Le bar ouvre sur une place avec église, cimetière, commerces, parking et monument aux morts. Pour trouver le capitaine, c’est le soir qu’il faut venir. La porte reste souvent grande ouverte. Il suffit d’entrer, de saluer, de s’asseoir et de capter quelques unes des bribes de phrases qui volent au ras du comptoir. Entre six et huit, il se pose, s’accoude, fidèle, exact au rendez-vous. Pedro lui sert des doubles à intervalles réguliers. Lui, il boit, s’essuie les lèvres, parle, s’arrête, réfléchit, reparle. D’emblée, sa stature en impose. C’est un bloc. Un massif teigneux doté d’une force de cheval, disent les rares qui s’y sont frottés. Visage oblong, pommettes saillantes, œil aux aguets, il parait capable de saisir en un instant les détails infimes qui surgissent, se trament, se nouent tout autour. Il possède en outre de nombreuses histoires en réserve. Quand il se lance, quand il égrène, distille, dispatche, il semble difficile de l’interrompre.
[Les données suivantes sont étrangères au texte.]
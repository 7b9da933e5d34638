//! SQLite-backed implementation of the warehouse read contracts.

use std::collections::HashSet;

use async_trait::async_trait;
use chrono::NaiveDate;
use diesel::prelude::*;

use super::{
    angles_from_json, flag, flag_opt, parse_date, parse_decimal, parse_decimal_opt, parse_ts,
    parse_ts_opt,
};
use crate::db::model::{ManualPickRow, PublishedPickRow, SignalPickRow};
use crate::db::schema::{games, manual_picks, published_picks, signal_picks};
use crate::db::DbPool;
use crate::domain::{
    normalize_ultra_text, GameId, Grading, ManualPick, Pick, PublishedPick,
};
use crate::error::{Error, Result};
use crate::port::source::PickSources;

/// Game statuses counted as started for the premium gate.
const STARTED_STATUSES: [&str; 2] = ["in_progress", "final"];

/// Reads all four pick sources from the local SQLite warehouse mirror.
pub struct SqliteSources {
    pool: DbPool,
}

impl SqliteSources {
    #[must_use]
    pub fn new(pool: DbPool) -> Self {
        Self { pool }
    }

    pub(crate) fn signal_from_row(row: SignalPickRow) -> Result<Pick> {
        Ok(Pick {
            player_lookup: row.player_lookup,
            game_id: GameId::new(row.game_id),
            game_date: parse_date(&row.game_date)?,
            player_name: row.player_name,
            team_abbr: row.team_abbr,
            opponent_abbr: row.opponent_abbr,
            recommendation: row.recommendation.parse()?,
            line_value: parse_decimal(&row.line_value)?,
            edge: parse_decimal(&row.edge)?,
            rank: row.rank.map(|r| r.max(0) as u32),
            pick_angles: angles_from_json(&row.pick_angles)?,
            predicted_points: parse_decimal_opt(row.predicted_points.as_deref())?,
            // Legacy dual representation normalized here, once.
            ultra_tier: normalize_ultra_text(&row.ultra_tier),
            grading: Grading {
                prediction_correct: flag_opt(row.prediction_correct),
                actual_points: parse_decimal_opt(row.actual_points.as_deref())?,
                is_voided: flag(row.is_voided),
                void_reason: row.void_reason,
            },
        })
    }

    pub(crate) fn published_from_row(row: PublishedPickRow) -> Result<PublishedPick> {
        Ok(PublishedPick {
            pick: Pick {
                player_lookup: row.player_lookup,
                game_id: GameId::new(row.game_id),
                game_date: parse_date(&row.game_date)?,
                player_name: row.player_name,
                team_abbr: row.team_abbr,
                opponent_abbr: row.opponent_abbr,
                recommendation: row.recommendation.parse()?,
                line_value: parse_decimal(&row.line_value)?,
                edge: parse_decimal(&row.edge)?,
                rank: Some(row.rank.max(0) as u32),
                pick_angles: angles_from_json(&row.pick_angles)?,
                predicted_points: parse_decimal_opt(row.predicted_points.as_deref())?,
                ultra_tier: flag(row.ultra_tier),
                grading: Grading {
                    prediction_correct: flag_opt(row.prediction_correct),
                    actual_points: parse_decimal_opt(row.actual_points.as_deref())?,
                    is_voided: flag(row.is_voided),
                    void_reason: row.void_reason,
                },
            },
            source: row.source.parse()?,
            first_published_at: parse_ts(&row.first_published_at)?,
            last_seen_in_signal: parse_ts_opt(row.last_seen_in_signal.as_deref())?,
            updated_at: parse_ts(&row.updated_at)?,
        })
    }

    pub(crate) fn manual_from_row(row: ManualPickRow) -> Result<ManualPick> {
        Ok(ManualPick {
            pick: Pick {
                player_lookup: row.player_lookup,
                game_id: GameId::new(row.game_id),
                game_date: parse_date(&row.game_date)?,
                player_name: row.player_name,
                team_abbr: row.team_abbr,
                opponent_abbr: row.opponent_abbr,
                recommendation: row.recommendation.parse()?,
                line_value: parse_decimal(&row.line_value)?,
                edge: parse_decimal_opt(row.edge.as_deref())?.unwrap_or_default(),
                rank: None,
                pick_angles: angles_from_json(&row.pick_angles)?,
                predicted_points: None,
                ultra_tier: flag(row.ultra_tier),
                grading: Grading::default(),
            },
            added_by: row.added_by,
            notes: row.notes,
            is_active: flag(row.is_active),
            created_at: parse_ts(&row.created_at)?,
        })
    }
}

#[async_trait]
impl PickSources for SqliteSources {
    async fn signal_picks(&self, date: NaiveDate) -> Result<Vec<Pick>> {
        let mut conn = self
            .pool
            .get()
            .map_err(|e| Error::Connection(e.to_string()))?;

        let rows: Vec<SignalPickRow> = signal_picks::table
            .filter(signal_picks::game_date.eq(date.to_string()))
            .load(&mut conn)
            .map_err(|e| Error::Database(e.to_string()))?;

        rows.into_iter().map(Self::signal_from_row).collect()
    }

    async fn published_picks(&self, date: NaiveDate) -> Result<Vec<PublishedPick>> {
        let mut conn = self
            .pool
            .get()
            .map_err(|e| Error::Connection(e.to_string()))?;

        let rows: Vec<PublishedPickRow> = published_picks::table
            .filter(published_picks::game_date.eq(date.to_string()))
            .order(published_picks::rank.asc())
            .load(&mut conn)
            .map_err(|e| Error::Database(e.to_string()))?;

        rows.into_iter().map(Self::published_from_row).collect()
    }

    async fn manual_picks(&self, date: NaiveDate) -> Result<Vec<ManualPick>> {
        let mut conn = self
            .pool
            .get()
            .map_err(|e| Error::Connection(e.to_string()))?;

        let rows: Vec<ManualPickRow> = manual_picks::table
            .filter(manual_picks::game_date.eq(date.to_string()))
            .filter(manual_picks::is_active.eq(1))
            .load(&mut conn)
            .map_err(|e| Error::Database(e.to_string()))?;

        rows.into_iter().map(Self::manual_from_row).collect()
    }

    async fn started_game_ids(&self, date: NaiveDate) -> Result<HashSet<GameId>> {
        let mut conn = self
            .pool
            .get()
            .map_err(|e| Error::Connection(e.to_string()))?;

        let ids: Vec<String> = games::table
            .filter(games::game_date.eq(date.to_string()))
            .filter(games::status.eq_any(STARTED_STATUSES))
            .select(games::game_id)
            .load(&mut conn)
            .map_err(|e| Error::Database(e.to_string()))?;

        Ok(ids.into_iter().map(GameId::new).collect())
    }
}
Il ne s’arrête que pour se désaltérer et pour s’éponger le front.
Assis près de lui, un autre, un du genre gringalet, un plus que maigre, un squelettique au menton plat qui culmine à peine à 1m 60 du sol et qui s’appelle Jimmy, a l’air de boire ses paroles. Un temps, celui-ci fut grutier au-dessus du nouveau port, visionnant le paysage d’en haut et déposant, au millimètre près, blocs de pierre, parpaings, poutrelles et plaques métalliques sur le chantier en cours. Mais un jour ses mains se mirent à trembler et les manettes à se dérober sous elles. Il fut interdit de cabine, muté à terre et licencié peu après. On mit l’inattendue survenue de la tremblote sur le compte de l’alcool. Depuis, il vivote et circule à mobylette d’un hameau l’autre.
Le palabreur apprécie ce frêle acolyte. Il aime sa retenue, sa discrétion et son sens de l’écoute. A soixante-quinze ans, il compte à son actif, outre l’âge et la carrure, une flopée de voyages, de lectures et de rêves plus ou moins éveillés que son voisin ne peut espérer atteindre. Il lui parle en particulier. Il lui tape sur l’épaule. Se remémore de vieux épisodes :
«Jimmy, du temps où tu tournoyais dans les airs comme un oiseau en cage, on avait peur, nous ici, que la mécanique soudain défaille à cause des vents fous et que tu finisses aplati, rétamé, réduit en becquetées fines idéales pour le hors d’œuvre des goélands nichant sur l’île d’en face ».
Il murmure, tonne, s’amuse, pleure, s’énerve, se crispe, menace ou s’apaise selon l’humeur. Au havre, où vin, bière et alcools forts coulent en continu, tous le nomment « capitaine ». L’appellation revêt des allures de titre. Et c’est bien ainsi qu’il faut la prendre.
Il débarque en fin d’après-midi. Il entre, accroche veste et casquette à la patère et va s’installer au bar. Il pose son tabouret à côté de celui de l’ex-grutier. Demande si tout va bien. Jimmy répond que oui. Sa mère ne peut plus s’alimenter mais ils l’ont mise sous perfusion. Il n’est pas inquiet. A l’hôpital, le personnel veille. Elle se trouve entre de bonnes mains. Se nourrit d’eau, de sucre et de vitamines. Quant à lui, à part les tremblements de plus en plus marqués du matin, ce qui l’oblige à soutirer, sitôt levé, deux ou trois verres de suite au cubi, sinon il ne pourrait déjeuner sans renverser son bol ni se raser sans s’entailler les joues, à part ces petits désagréments quotidiens, tout va pour le mieux…
« Hum, hum », lâche le capitaine qui, peignant du plat du pouce la broussaille de ses sourcils, débute alors son monologue. Il s’exprime à demi-mot. Part d’un rien. Une idée, un hasard, un lieu, un livre, un nom lui traversent la tête et le voilà lancé. Il ne parle presque pas de lui. Préfère, la plupart du temps, convoquer les autres, les invisibles, ceux qui jadis s’activèrent au bord d’un formica usé, écrivains sortis de nulle part ou morts natifs du coin, avec lesquels il a instauré depuis des lustres un dialogue à distance. Ces longs colloques, seul à seul avec les ombres, n’ont pas vraiment de fin. Il les poursuit, tard le soir, de retour chez lui, un verre de whisky à la main, face au large, dans le silence d’un salon au fond duquel trois planches adossées au mur et chargées chacune de plusieurs centaines de livres tachés, jaunis, écornés forment ce qu’il appelle sa bibliothèque.